● **ACTION ITEM**
Look through the records below for lines containing the string "enabled", and report how many there are, nothing else.

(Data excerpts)
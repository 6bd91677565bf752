use std::fmt;
use std::sync::Arc;

use serde::{Deserialize, Serialize};
use utoipa::ToSchema;

use crate::dto::{ComponentInfo, OpResult};
use crate::host::ComponentRuntime;

/// Components are addressed either by runtime id or by name.
#[derive(Debug, Clone, PartialEq, Eq, Serialize, Deserialize, ToSchema)]
#[serde(untagged)]
pub enum ComponentSelector {
    Id(u64),
    Name(String),
}

impl fmt::Display for ComponentSelector {
    fn fmt(&self, f: &mut fmt::Formatter<'_>) -> fmt::Result {
        match self {
            ComponentSelector::Id(id) => write!(f, "id {id}"),
            ComponentSelector::Name(name) => write!(f, "name '{name}'"),
        }
    }
}

pub struct ComponentsAdapter {
    runtime: Arc<dyn ComponentRuntime>,
}

impl ComponentsAdapter {
    pub fn new(runtime: Arc<dyn ComponentRuntime>) -> Self {
        Self { runtime }
    }

    pub fn list(&self) -> Vec<ComponentInfo> {
        self.runtime.components()
    }

    pub fn enable(&self, selector: &ComponentSelector) -> OpResult {
        let outcome = match selector {
            ComponentSelector::Id(id) => self.runtime.enable_by_id(*id),
            ComponentSelector::Name(name) => self.runtime.enable_by_name(name),
        };
        match outcome {
            Ok(()) => OpResult::success(format!("Component with {selector} has been enabled")),
            Err(err) => OpResult::error(format!("Component with {selector} cannot be enabled: {err}")),
        }
    }

    pub fn disable(&self, selector: &ComponentSelector) -> OpResult {
        let outcome = match selector {
            ComponentSelector::Id(id) => self.runtime.disable_by_id(*id),
            ComponentSelector::Name(name) => self.runtime.disable_by_name(name),
        };
        match outcome {
            Ok(()) => OpResult::success(format!("Component with {selector} has been disabled")),
            Err(err) => OpResult::error(format!("Component with {selector} cannot be disabled: {err}")),
        }
    }
}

● **RESPONSE TO THE TASK**
2